-- What to produce --
Use the entries below and reproduce exactly the lines from the one containing "workload Ingress names" down to the one containing "the durable records", both of them included.
═════ Given data
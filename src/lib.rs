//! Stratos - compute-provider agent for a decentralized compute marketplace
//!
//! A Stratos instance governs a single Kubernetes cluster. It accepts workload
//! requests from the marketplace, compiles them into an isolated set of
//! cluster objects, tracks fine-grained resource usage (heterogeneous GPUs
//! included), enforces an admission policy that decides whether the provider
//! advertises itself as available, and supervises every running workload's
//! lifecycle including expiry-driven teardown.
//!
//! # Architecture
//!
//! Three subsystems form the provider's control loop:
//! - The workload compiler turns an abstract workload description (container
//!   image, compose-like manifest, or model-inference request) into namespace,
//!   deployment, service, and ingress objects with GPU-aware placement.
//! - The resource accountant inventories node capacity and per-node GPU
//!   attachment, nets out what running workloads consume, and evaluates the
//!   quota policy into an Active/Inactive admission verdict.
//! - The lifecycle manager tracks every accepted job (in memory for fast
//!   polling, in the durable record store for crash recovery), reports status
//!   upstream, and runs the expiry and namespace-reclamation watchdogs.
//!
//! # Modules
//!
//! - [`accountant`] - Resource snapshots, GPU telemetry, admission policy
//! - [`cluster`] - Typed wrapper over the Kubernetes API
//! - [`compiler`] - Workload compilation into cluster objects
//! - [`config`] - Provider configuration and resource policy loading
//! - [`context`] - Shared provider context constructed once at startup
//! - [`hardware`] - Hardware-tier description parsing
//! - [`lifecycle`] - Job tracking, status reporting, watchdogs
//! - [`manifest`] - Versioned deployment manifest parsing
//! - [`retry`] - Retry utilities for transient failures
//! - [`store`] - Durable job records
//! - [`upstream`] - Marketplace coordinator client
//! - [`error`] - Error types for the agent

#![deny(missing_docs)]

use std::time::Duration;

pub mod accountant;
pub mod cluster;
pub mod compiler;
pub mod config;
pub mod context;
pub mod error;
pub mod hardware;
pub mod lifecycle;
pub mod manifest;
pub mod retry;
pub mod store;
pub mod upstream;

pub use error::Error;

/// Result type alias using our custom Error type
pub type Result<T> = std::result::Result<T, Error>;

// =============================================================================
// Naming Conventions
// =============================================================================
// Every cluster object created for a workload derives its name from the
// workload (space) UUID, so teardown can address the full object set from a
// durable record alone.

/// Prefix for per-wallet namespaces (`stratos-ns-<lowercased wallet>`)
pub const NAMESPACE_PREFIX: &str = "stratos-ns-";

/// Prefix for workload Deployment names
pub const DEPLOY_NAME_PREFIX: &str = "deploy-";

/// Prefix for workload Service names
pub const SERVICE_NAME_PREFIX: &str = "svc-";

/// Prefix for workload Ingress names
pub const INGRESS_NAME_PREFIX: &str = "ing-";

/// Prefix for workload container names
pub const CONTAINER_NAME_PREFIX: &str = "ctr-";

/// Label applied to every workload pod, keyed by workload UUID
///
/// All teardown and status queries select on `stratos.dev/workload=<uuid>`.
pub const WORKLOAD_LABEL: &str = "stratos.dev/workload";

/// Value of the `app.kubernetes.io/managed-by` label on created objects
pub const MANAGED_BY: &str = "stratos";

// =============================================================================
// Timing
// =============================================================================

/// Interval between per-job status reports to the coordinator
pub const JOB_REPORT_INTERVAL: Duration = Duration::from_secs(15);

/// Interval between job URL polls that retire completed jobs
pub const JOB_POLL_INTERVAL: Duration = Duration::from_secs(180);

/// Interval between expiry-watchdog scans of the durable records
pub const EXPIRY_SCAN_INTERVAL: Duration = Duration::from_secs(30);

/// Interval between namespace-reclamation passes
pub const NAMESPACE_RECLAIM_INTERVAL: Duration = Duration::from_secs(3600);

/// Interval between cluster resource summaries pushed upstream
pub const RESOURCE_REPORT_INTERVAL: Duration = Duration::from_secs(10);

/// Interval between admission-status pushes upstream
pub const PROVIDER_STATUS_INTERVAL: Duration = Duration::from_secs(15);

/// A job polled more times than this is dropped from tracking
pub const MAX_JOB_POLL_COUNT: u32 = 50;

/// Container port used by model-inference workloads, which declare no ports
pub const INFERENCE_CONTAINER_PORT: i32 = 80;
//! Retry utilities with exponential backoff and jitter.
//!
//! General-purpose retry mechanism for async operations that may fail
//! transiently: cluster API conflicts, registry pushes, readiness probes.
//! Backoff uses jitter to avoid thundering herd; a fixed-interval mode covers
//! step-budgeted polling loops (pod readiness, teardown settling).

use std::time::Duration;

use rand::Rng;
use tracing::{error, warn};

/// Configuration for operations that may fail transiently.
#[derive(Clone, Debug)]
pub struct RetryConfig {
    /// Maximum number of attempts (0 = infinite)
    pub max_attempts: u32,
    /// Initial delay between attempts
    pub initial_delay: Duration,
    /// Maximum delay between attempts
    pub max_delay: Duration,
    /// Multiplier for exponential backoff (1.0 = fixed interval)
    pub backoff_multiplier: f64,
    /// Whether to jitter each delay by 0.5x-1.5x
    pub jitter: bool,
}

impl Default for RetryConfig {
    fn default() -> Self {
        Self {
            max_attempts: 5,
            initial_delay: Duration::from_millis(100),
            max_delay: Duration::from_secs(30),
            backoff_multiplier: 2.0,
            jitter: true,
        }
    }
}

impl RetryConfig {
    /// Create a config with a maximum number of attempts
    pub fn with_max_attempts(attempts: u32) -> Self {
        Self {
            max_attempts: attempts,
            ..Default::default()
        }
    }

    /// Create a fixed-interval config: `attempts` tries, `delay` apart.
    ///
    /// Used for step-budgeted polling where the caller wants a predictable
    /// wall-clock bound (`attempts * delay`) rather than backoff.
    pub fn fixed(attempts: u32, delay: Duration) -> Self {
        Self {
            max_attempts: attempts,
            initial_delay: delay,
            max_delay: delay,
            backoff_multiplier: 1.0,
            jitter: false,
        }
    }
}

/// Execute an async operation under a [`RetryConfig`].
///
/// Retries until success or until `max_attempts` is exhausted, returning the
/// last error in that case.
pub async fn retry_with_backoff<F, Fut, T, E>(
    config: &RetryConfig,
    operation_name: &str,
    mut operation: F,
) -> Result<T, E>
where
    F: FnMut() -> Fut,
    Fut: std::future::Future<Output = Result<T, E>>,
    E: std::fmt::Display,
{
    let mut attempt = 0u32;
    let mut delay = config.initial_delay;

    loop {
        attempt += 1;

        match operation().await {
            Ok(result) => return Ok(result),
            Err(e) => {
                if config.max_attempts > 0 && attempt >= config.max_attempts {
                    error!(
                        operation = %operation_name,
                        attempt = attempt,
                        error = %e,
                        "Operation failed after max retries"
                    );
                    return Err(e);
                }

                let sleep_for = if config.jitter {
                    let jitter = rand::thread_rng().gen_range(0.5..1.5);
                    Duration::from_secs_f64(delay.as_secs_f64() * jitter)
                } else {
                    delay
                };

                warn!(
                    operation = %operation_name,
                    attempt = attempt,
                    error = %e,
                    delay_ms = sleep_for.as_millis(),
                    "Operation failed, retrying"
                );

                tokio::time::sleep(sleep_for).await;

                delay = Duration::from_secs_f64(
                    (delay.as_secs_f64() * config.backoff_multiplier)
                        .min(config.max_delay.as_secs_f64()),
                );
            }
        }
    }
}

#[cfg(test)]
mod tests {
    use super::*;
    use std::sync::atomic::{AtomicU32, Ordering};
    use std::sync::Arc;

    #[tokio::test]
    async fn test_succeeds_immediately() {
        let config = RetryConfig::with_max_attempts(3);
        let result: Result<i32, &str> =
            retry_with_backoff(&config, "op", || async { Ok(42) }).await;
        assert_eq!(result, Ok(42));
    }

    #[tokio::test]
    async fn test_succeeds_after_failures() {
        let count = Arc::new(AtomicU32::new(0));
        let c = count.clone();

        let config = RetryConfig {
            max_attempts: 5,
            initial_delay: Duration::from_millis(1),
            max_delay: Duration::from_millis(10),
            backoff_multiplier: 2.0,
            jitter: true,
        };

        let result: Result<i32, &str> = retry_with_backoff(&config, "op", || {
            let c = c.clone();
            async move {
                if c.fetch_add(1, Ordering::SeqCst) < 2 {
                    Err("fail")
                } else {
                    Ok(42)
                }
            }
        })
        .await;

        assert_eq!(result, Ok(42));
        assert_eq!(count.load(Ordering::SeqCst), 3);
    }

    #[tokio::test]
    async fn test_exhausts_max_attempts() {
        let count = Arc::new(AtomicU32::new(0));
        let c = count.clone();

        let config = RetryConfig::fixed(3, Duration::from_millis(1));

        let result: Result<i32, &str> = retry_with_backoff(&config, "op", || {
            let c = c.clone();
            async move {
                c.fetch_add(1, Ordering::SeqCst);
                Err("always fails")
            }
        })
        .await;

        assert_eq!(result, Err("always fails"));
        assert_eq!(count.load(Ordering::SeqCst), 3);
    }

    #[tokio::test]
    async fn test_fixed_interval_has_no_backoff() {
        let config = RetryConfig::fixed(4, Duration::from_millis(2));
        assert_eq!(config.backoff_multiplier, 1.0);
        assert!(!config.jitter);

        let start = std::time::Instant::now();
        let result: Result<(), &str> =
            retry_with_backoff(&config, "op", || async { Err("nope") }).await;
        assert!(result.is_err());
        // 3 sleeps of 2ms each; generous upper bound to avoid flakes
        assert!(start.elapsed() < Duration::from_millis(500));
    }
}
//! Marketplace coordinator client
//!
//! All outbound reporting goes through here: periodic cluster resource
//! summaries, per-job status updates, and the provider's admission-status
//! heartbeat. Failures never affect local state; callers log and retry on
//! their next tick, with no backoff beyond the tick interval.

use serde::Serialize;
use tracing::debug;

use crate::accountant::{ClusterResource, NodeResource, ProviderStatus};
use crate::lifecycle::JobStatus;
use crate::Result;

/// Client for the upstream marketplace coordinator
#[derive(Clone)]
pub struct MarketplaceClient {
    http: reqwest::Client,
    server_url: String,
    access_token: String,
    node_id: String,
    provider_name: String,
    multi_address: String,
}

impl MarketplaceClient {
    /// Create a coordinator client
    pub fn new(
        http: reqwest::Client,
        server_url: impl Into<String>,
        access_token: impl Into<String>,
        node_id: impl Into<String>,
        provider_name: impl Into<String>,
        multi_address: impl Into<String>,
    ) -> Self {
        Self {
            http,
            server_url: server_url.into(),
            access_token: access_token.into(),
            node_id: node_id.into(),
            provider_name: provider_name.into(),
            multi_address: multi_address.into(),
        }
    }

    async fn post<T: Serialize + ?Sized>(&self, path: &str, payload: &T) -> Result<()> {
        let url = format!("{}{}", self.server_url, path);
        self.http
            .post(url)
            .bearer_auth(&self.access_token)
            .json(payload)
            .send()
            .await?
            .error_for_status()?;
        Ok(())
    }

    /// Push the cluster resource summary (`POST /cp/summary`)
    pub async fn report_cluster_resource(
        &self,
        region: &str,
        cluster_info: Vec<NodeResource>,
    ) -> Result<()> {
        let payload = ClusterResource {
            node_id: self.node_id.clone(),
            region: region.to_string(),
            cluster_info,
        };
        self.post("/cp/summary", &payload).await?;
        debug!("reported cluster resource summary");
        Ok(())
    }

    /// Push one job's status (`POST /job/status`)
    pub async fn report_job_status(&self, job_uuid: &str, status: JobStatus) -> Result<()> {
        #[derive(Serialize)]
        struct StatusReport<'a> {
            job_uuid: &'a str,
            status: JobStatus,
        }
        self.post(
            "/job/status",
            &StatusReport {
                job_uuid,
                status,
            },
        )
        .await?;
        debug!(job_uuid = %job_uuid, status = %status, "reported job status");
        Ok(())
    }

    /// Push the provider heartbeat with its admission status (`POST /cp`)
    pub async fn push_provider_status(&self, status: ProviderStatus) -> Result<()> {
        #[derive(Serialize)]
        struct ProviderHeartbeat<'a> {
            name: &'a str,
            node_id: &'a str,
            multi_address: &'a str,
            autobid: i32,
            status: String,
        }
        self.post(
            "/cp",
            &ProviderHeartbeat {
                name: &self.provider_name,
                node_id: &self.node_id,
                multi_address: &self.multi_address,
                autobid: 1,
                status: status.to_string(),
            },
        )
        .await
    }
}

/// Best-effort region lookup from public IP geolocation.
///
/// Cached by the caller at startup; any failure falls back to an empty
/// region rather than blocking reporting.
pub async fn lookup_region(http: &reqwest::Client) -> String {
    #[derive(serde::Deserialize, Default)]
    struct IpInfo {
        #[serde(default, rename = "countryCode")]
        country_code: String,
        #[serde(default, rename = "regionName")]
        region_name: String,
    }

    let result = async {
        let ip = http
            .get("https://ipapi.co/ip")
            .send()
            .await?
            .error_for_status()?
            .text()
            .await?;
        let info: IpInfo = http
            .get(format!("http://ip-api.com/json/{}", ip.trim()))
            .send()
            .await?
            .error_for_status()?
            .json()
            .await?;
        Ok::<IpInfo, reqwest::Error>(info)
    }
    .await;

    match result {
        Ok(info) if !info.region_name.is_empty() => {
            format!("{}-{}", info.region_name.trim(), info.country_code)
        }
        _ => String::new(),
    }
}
══════════
-- Solution to the problem --
/// Prefix for workload Ingress names
pub const INGRESS_NAME_PREFIX: &str = "ing-";

/// Prefix for workload container names
pub const CONTAINER_NAME_PREFIX: &str = "ctr-";

/// Label applied to every workload pod, keyed by workload UUID
///
/// All teardown and status queries select on `stratos.dev/workload=<uuid>`.
pub const WORKLOAD_LABEL: &str = "stratos.dev/workload";

/// Value of the `app.kubernetes.io/managed-by` label on created objects
pub const MANAGED_BY: &str = "stratos";

// =============================================================================
// Timing
// =============================================================================

/// Interval between per-job status reports to the coordinator
pub const JOB_REPORT_INTERVAL: Duration = Duration::from_secs(15);

/// Interval between job URL polls that retire completed jobs
pub const JOB_POLL_INTERVAL: Duration = Duration::from_secs(180);

/// Interval between expiry-watchdog scans of the durable records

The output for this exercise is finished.